Olá, Carla. Tudo bem? Confesso que foi uma grande e boa surpresa reencontrá-la em Campo Grande. O que mais lhe atraiu na Regina?
O que me atraiu na Regina é essa situação dela de não ter chão, de não ter onde pisar, de estar totalmente desestruturada. Enfim, é uma pessoa sem identidade, que precisa se encontrar. Por mais doloroso que possa parecer, este é um processo muito bonito, pois muita gente passa por isso, mais cedo ou mais tarde em algum ponto da vida. E é tão dolorido… É preciso ter força pra continuar, e ela sabe disso, pois em nenhum momento se joga na cama, tá disposta, de cabeça erguida, tentando juntar seus pedaços. Possui uma incrível energia de contenção. É um personagem muito bonito, dona de uma complexidade rara, sem ser óbvio. São tantas coisas que acontecem com ela que seria impossível deixá-la passar.
Você me deixou de queixo caído com A Casa de Alice. Se o Brasil tivesse uma indústria forte de cinema, esse seria o tipo de papel que mudaria a vida de um intérprete. Mas pelo contrário, você passou um tempo afastada das telas. O que aconteceu?

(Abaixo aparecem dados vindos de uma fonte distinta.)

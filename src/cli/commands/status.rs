use anyhow::Result;

use crate::cli::output::{StatusInfo, get_formatter};
use crate::models::{Config, OutputFormat, VectorDriver};
use crate::services::{MetricsStore, create_backend, create_embedder};

pub async fn handle_status(config: Config, format: OutputFormat, verbose: bool) -> Result<()> {
    let formatter = get_formatter(format);

    let embedding_connected = match create_embedder(&config.embedding) {
        Ok(embedder) => embedder.health_check().await.is_ok(),
        Err(e) => {
            if verbose {
                eprintln!("Embedding backend error: {e}");
            }
            false
        }
    };

    let (vector_store_connected, collections) = match create_backend(&config.vector_store).await {
        Ok(store) => match store.list_collections().await {
            Ok(collections) => (true, collections),
            Err(e) => {
                if verbose {
                    eprintln!("Vector store error: {e}");
                }
                (false, Vec::new())
            }
        },
        Err(e) => {
            if verbose {
                eprintln!("Vector store error: {e}");
            }
            (false, Vec::new())
        }
    };

    let metrics = if config.metrics.enabled {
        Config::metrics_db_path()
            .filter(|path| path.exists())
            .and_then(|path| MetricsStore::open(&path).ok())
            .map(|store| store.get_summary(config.metrics.retention_days))
    } else {
        None
    };

    let status = StatusInfo {
        embedding_backend: config.embedding.backend.to_string(),
        embedding_model: config.embedding.model_id.clone(),
        embedding_connected,
        vector_store_driver: config.vector_store.driver.to_string(),
        vector_store_url: config.vector_store.url.clone(),
        vector_store_connected,
        collections,
        metrics,
    };

    print!("{}", formatter.format_status(&status));

    if !embedding_connected || !vector_store_connected {
        eprintln!();
        if !embedding_connected {
            eprintln!(
                "Warning: embedding backend not reachable at {}",
                config.embedding.url
            );
        }
        if !vector_store_connected {
            match config.vector_store.driver {
                VectorDriver::Qdrant => {
                    eprintln!(
                        "Warning: Qdrant not running. Start with: docker-compose up -d qdrant"
                    );
                }
                VectorDriver::PostgreSQL => {
                    eprintln!("Warning: PostgreSQL not accessible. Check connection settings.");
                }
                VectorDriver::Memory => {}
            }
        }
    }

    Ok(())
}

O público em geral até pode pensar como você, mas tenho que lhe confessar que mudou a minha vida, foi um verdadeiro divisor de águas. Vamos combinar, há poucos personagens bons de fato para atrizes da minha idade. E tem outra coisa que pode até parecer um pouco arrogante, mas a real é que não faço qualquer filme que me chamam. É preciso ter algo a mais. Não vou perder o meu tempo e nem destes profissionais fazendo algo pela metade. Então, para ter esse tipo de resultado, como todo esse alcance, a entrega tem que ser total. E quando isso acontece, pra mim ficam sequelas muito violentas. Eu levo os personagens pra casa. Por isso que preciso confiar no diretor, pois será ele que vai me dar as condições de fazer o meu melhor. Então, penso o seguinte: ou é alguém consagrado, cujo trabalho já conheço, ou um jovem, de uma geração nova, com uma cabeça cheia de ideias e disposto a fazer um trabalho de qualidade. Penso que poder emprestar o meu nome e o meu talento para que tais projetos consigam acontecer já é um presente e tanto. Mas não é gratuito, tem a ver com muito esforço, pois se vou projetar o trabalho de um menino desses, também me interessa fazer parte. Sem falar que faço muito teatro, o palco é o meu verdadeiro chão, então pode dizer que sou um pouco chatinha…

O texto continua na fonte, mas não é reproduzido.